Hughes
Abc
Vi hoy en la prensa hindú (trato de estar al día de la prensa hindú) la noticia de un infanticidio. Una niña de ocho años violada y asesinada en Cachemira. Con quizás demasiada crudeza mostraban una foto, aunque pixelaban el rostro. La noticia era tremenda, pero sorprendía lo que venía después: la policía creía que el motivo del crimen era asustar a la comunidad. Los detenidos eran hindúes y la comunidad era musulmana y nómada; el objetivo del infanticio era atemorizar a esa gente para que se marchara.
La relación entre el infanticidio y lo colectivo tiene que existir. No hay más que ver los días que llevamos en España. Es tan desmesurado que algo tiene que haber. De alguna forma, y salvando las distancias, los infanticidios empiezan a jugar un papel similar al del terrorismo. O mejor, el uso que se hace de ello. El terror social no es voluntad del infanticida, pero acaba provocándose por la intervención mediática y política.

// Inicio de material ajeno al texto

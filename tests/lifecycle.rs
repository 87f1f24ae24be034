// tests/lifecycle.rs

//! End-to-end lifecycle scenarios against the public `Orchestrator` API,
//! using a small in-process `ReplicatedDatabase` fake (the crate's own
//! `#[cfg(test)]` stub isn't part of the public surface these tests link
//! against). Exercises bootstrap-to-ready, reload-on-restart, shutdown
//! exactly-once, and certificate rotation.

use std::sync::Arc;
use std::sync::atomic::{AtomicU32, Ordering};
use std::time::Duration;

use async_trait::async_trait;
use clusterd_kernel::KernelResult;
use clusterd_kernel::db::{MemberRole, ReplicatedDatabase, SchemaUpdate, SchemaVersion, SelfMember};
use clusterd_kernel::hooks::HookSet;
use clusterd_kernel::orchestrator::{Orchestrator, OrchestratorConfig, OrchestratorHandle, StartApiParams};
use clusterd_kernel::trust::Remote;
use tokio_util::sync::CancellationToken;

/// A minimal `ReplicatedDatabase` for integration testing: records which
/// operations ran and how many times, without doing anything replicated.
#[derive(Default)]
struct FakeDatabase {
    bootstrap_calls: AtomicU32,
    join_calls: AtomicU32,
    reload_calls: AtomicU32,
    stop_calls: AtomicU32,
}

impl FakeDatabase {
    fn stop_call_count(&self) -> u32 {
        self.stop_calls.load(Ordering::SeqCst)
    }
}

#[async_trait]
impl ReplicatedDatabase for FakeDatabase {
    async fn set_schema(&self, _updates: Vec<SchemaUpdate>, _extensions: Vec<String>) -> KernelResult<()> {
        Ok(())
    }

    async fn bootstrap(
        &self,
        _extensions: &[String],
        _project: &str,
        _address: &str,
        self_member: SelfMember,
        _state: Arc<dyn OrchestratorHandle>,
    ) -> KernelResult<()> {
        assert_eq!(self_member.role, MemberRole::Pending);
        self.bootstrap_calls.fetch_add(1, Ordering::SeqCst);
        Ok(())
    }

    async fn join(
        &self,
        _extensions: &[String],
        _project: &str,
        _address: &str,
        _join_addresses: &[String],
        _state: Arc<dyn OrchestratorHandle>,
    ) -> KernelResult<()> {
        self.join_calls.fetch_add(1, Ordering::SeqCst);
        Ok(())
    }

    async fn start_with_cluster(
        &self,
        _extensions: &[String],
        _project: &str,
        _address: &str,
        _remotes: &[Remote],
        _state: Arc<dyn OrchestratorHandle>,
    ) -> KernelResult<()> {
        self.reload_calls.fetch_add(1, Ordering::SeqCst);
        Ok(())
    }

    fn schema_version(&self) -> SchemaVersion {
        SchemaVersion {
            internal: 1,
            external: 1,
            api_extension: 0,
        }
    }

    async fn stop(&self) -> KernelResult<()> {
        self.stop_calls.fetch_add(1, Ordering::SeqCst);
        Ok(())
    }
}

fn own_socket_group() -> String {
    unsafe { libc::getegid() }.to_string()
}

fn config(state_dir: std::path::PathBuf, db: Arc<FakeDatabase>) -> OrchestratorConfig {
    OrchestratorConfig {
        listen_port: Some(0),
        state_dir,
        socket_group: own_socket_group(),
        project: "integration-test".to_string(),
        schema: vec![SchemaUpdate {
            name: "v1".to_string(),
        }],
        extensions: Vec::new(),
        extension_servers: Vec::new(),
        hooks: HookSet::default(),
        db,
        log_controller: None,
    }
}

#[tokio::test]
async fn run_without_start_api_stays_unbootstrapped_until_cancelled() {
    let dir = tempfile::tempdir().unwrap();
    let db = Arc::new(FakeDatabase::default());
    let orchestrator = Orchestrator::new(config(dir.path().to_path_buf(), db.clone())).unwrap();
    let mut ready = orchestrator.ready();
    let token = CancellationToken::new();
    let run_token = token.clone();
    let run_task = tokio::spawn(async move { orchestrator.run(run_token).await });

    tokio::time::sleep(Duration::from_millis(100)).await;
    assert_eq!(db.bootstrap_calls.load(Ordering::SeqCst), 0);
    assert!(ready.try_recv().is_err());
    assert!(!dir.path().join("daemon.yaml").exists());

    token.cancel();
    run_task.await.unwrap().unwrap();
    assert_eq!(db.stop_call_count(), 1);
}

#[tokio::test]
async fn bootstrap_then_restart_reloads_without_explicit_start_api() {
    let dir = tempfile::tempdir().unwrap();

    // --- First process: bootstrap. ---
    let db1 = Arc::new(FakeDatabase::default());
    let orchestrator1 = Orchestrator::new(config(dir.path().to_path_buf(), db1.clone())).unwrap();
    let mut ready1 = orchestrator1.ready();
    let token1 = CancellationToken::new();
    let run_token1 = token1.clone();

    let handle1 = orchestrator1.state();
    let run_task1 = tokio::spawn({
        let orchestrator1 = orchestrator1;
        async move { orchestrator1.run(run_token1).await }
    });

    tokio::time::sleep(Duration::from_millis(50)).await;
    handle1
        .start_api(StartApiParams {
            bootstrap: true,
            ..Default::default()
        })
        .await
        .unwrap();

    tokio::time::timeout(Duration::from_secs(5), ready1.recv())
        .await
        .expect("bootstrap never became ready")
        .unwrap();
    assert_eq!(db1.bootstrap_calls.load(Ordering::SeqCst), 1);
    assert!(dir.path().join("daemon.yaml").exists());

    token1.cancel();
    run_task1.await.unwrap().unwrap();
    assert_eq!(db1.stop_call_count(), 1);

    // --- Second process, same state directory: should auto-reload. ---
    let db2 = Arc::new(FakeDatabase::default());
    let orchestrator2 = Orchestrator::new(config(dir.path().to_path_buf(), db2.clone())).unwrap();
    let mut ready2 = orchestrator2.ready();
    let token2 = CancellationToken::new();
    let run_token2 = token2.clone();
    let run_task2 = tokio::spawn(async move { orchestrator2.run(run_token2).await });

    tokio::time::timeout(Duration::from_secs(5), ready2.recv())
        .await
        .expect("reload-on-restart never became ready")
        .unwrap();
    assert_eq!(db2.reload_calls.load(Ordering::SeqCst), 1);
    assert_eq!(db2.bootstrap_calls.load(Ordering::SeqCst), 0);
    assert_eq!(db2.join_calls.load(Ordering::SeqCst), 0);

    token2.cancel();
    run_task2.await.unwrap().unwrap();
}

#[tokio::test]
async fn shutdown_is_exactly_once_under_concurrent_callers() {
    let dir = tempfile::tempdir().unwrap();
    let db = Arc::new(FakeDatabase::default());
    let orchestrator = Orchestrator::new(config(dir.path().to_path_buf(), db.clone())).unwrap();
    let handle = orchestrator.state();
    let mut ready = orchestrator.ready();
    let token = CancellationToken::new();
    let run_token = token.clone();
    let run_task = tokio::spawn(async move { orchestrator.run(run_token).await });

    tokio::time::sleep(Duration::from_millis(50)).await;
    handle
        .start_api(StartApiParams {
            bootstrap: true,
            ..Default::default()
        })
        .await
        .unwrap();
    tokio::time::timeout(Duration::from_secs(5), ready.recv())
        .await
        .unwrap()
        .unwrap();

    let h1 = handle.clone();
    let h2 = handle.clone();
    let (r1, r2) = tokio::join!(
        tokio::spawn(async move { h1.stop().await }),
        tokio::spawn(async move { h2.stop().await }),
    );
    r1.unwrap().unwrap();
    r2.unwrap().unwrap();
    assert_eq!(db.stop_call_count(), 1);

    // `stop()` alone must unblock `run` without the caller also cancelling
    // its own token — that is the whole point of the shutdown channel.
    tokio::time::timeout(Duration::from_secs(5), run_task)
        .await
        .expect("run() never returned after an internal stop() call")
        .unwrap()
        .unwrap();
    assert!(!token.is_cancelled());
}

#[tokio::test]
async fn removing_self_triggers_run_to_return_without_explicit_cancel() {
    let dir = tempfile::tempdir().unwrap();
    let db = Arc::new(FakeDatabase::default());
    let orchestrator = Orchestrator::new(config(dir.path().to_path_buf(), db)).unwrap();
    let handle = orchestrator.state();
    let mut ready = orchestrator.ready();
    let token = CancellationToken::new();
    let run_token = token.clone();
    let run_task = tokio::spawn(async move { orchestrator.run(run_token).await });

    tokio::time::sleep(Duration::from_millis(50)).await;
    handle
        .start_api(StartApiParams {
            bootstrap: true,
            ..Default::default()
        })
        .await
        .unwrap();
    tokio::time::timeout(Duration::from_secs(5), ready.recv())
        .await
        .unwrap()
        .unwrap();

    let own_name = handle.name();
    handle.remove_member(&own_name, false).await.unwrap();

    tokio::time::timeout(Duration::from_secs(5), run_task)
        .await
        .expect("run() never returned after a self-removal")
        .unwrap()
        .unwrap();
    assert!(!token.is_cancelled());
    assert!(handle.remotes().iter().all(|r| r.name != own_name));
}

#[tokio::test]
async fn cluster_cert_reload_pushes_to_live_network_endpoint() {
    let dir = tempfile::tempdir().unwrap();
    let db = Arc::new(FakeDatabase::default());
    let orchestrator = Orchestrator::new(config(dir.path().to_path_buf(), db)).unwrap();
    let handle = orchestrator.state();
    let mut ready = orchestrator.ready();
    let token = CancellationToken::new();
    let run_token = token.clone();
    let run_task = tokio::spawn(async move { orchestrator.run(run_token).await });

    tokio::time::sleep(Duration::from_millis(50)).await;
    handle
        .start_api(StartApiParams {
            bootstrap: true,
            ..Default::default()
        })
        .await
        .unwrap();
    tokio::time::timeout(Duration::from_secs(5), ready.recv())
        .await
        .unwrap()
        .unwrap();

    assert!(handle.cluster_cert().is_some());
    handle.reload_cluster_cert().await.unwrap();

    token.cancel();
    run_task.await.unwrap().unwrap();
}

Por su amplificación.
El terrorismo justificó o legitimó siempre al Estado y hasta su dureza (lo vemos en ciertas leyes vigentes, pensadas contra Eta), pero ahora, de alguna manera, ciertos límites del Estado son sensibilizados/erizados/activados por esta cuestión. Surge al menos la tensión penal, el debate sobre las penas (en esto es muy curioso el recurso a cierta opinión experta: “Cien penalistas piden que”. ¿Pero quién hace las Leyes?).
La derecha pide vigor penal, y desde la izquierda he leído alguna voz pidiendo una nueva ley del Menor, que el Estado se meta a fondo en la relación familiar y en su protección. El efecto combinado es curioso. La derecha española se preocupa siempre de la existencia misma y de la unidad del Estado, y diría que de su tono, de su vigor; mientras que la izquierda aspira a su extensión, su ensanchamiento hasta lo privado. Incluso a las relaciones sexuales o parentales. El efecto no es contradictorio, es más bien de refuerzo, complementario.
De un lado y de otro, piden la extensión de medidas. Porque estas noticias, tratadas constantemente, generan conmoción y miedo. Se siente una amenaza dentro de la comunidad que se parece a un miedo al exterior. “EL mal”, “los malos” se ha repetido estos días. Surge una noción de frontera que se nos refresca, que no aparece en otro tipo de crímenes. Cuando leí que un familiar de la presunta asesina culpaba al demonio pensé que ya estábamos todos, pero cosas parecidas se han leído: el demonio existe, el mal existe. ¿Y qué propone el Estado? El Leviatán contra el demonio. Y en ese momento vemos que ante el mal no surge la oración, ni la esperanza ni la valentía, ¡sino el Estado!
En la prensa, los padres de las víctimas, los Cortés, Quer, Del Castillo son entrevistados y vemos que juegan cierto papel político por la legitimación de su dolor (es como si el dolor siempre fuese una fuente de soberanía, o al menos de futura legislación). Y ciertos periodistas se apoyan en su dolor como antes hicieron con el dolor de las víctimas de Eta. De alguna forma, ese sufrimiento forma un capital que exige ciertas medidas, y es un capital que se atesora y cuya frecuentación se busca. El horror y el miedo consiguiente invocan al Estado. Zoido dio explicaciones desde el principio, le vimos en el tanatorio. Sentimos incluso la necesidad del ministro. El abrazo del ministro. Hay miedo y aparece el Estado, se persona allí. Remedia, consuela. Llora incluso. Nos cuidan. Y la explotación televisiva y mediática del dolor se hace show y negocio, cosa que aceptamos de forma natural. Es así, somos así. No vamos a cambiar de canal. Ambas cosas se hermanan para mí en la figura del periodista de sucesos cuando elogia frenéticamente a los policías, alguno de los cuales probablemente haya sido su fuente o confidente. El resultado es, a la par que su beneficio profesional, una aclamación policial, habitualmente acrítica. Ese abrazo entre el periodista y el aparato estatal resume y explica algo de la actitud colectiva ante estos crímenes.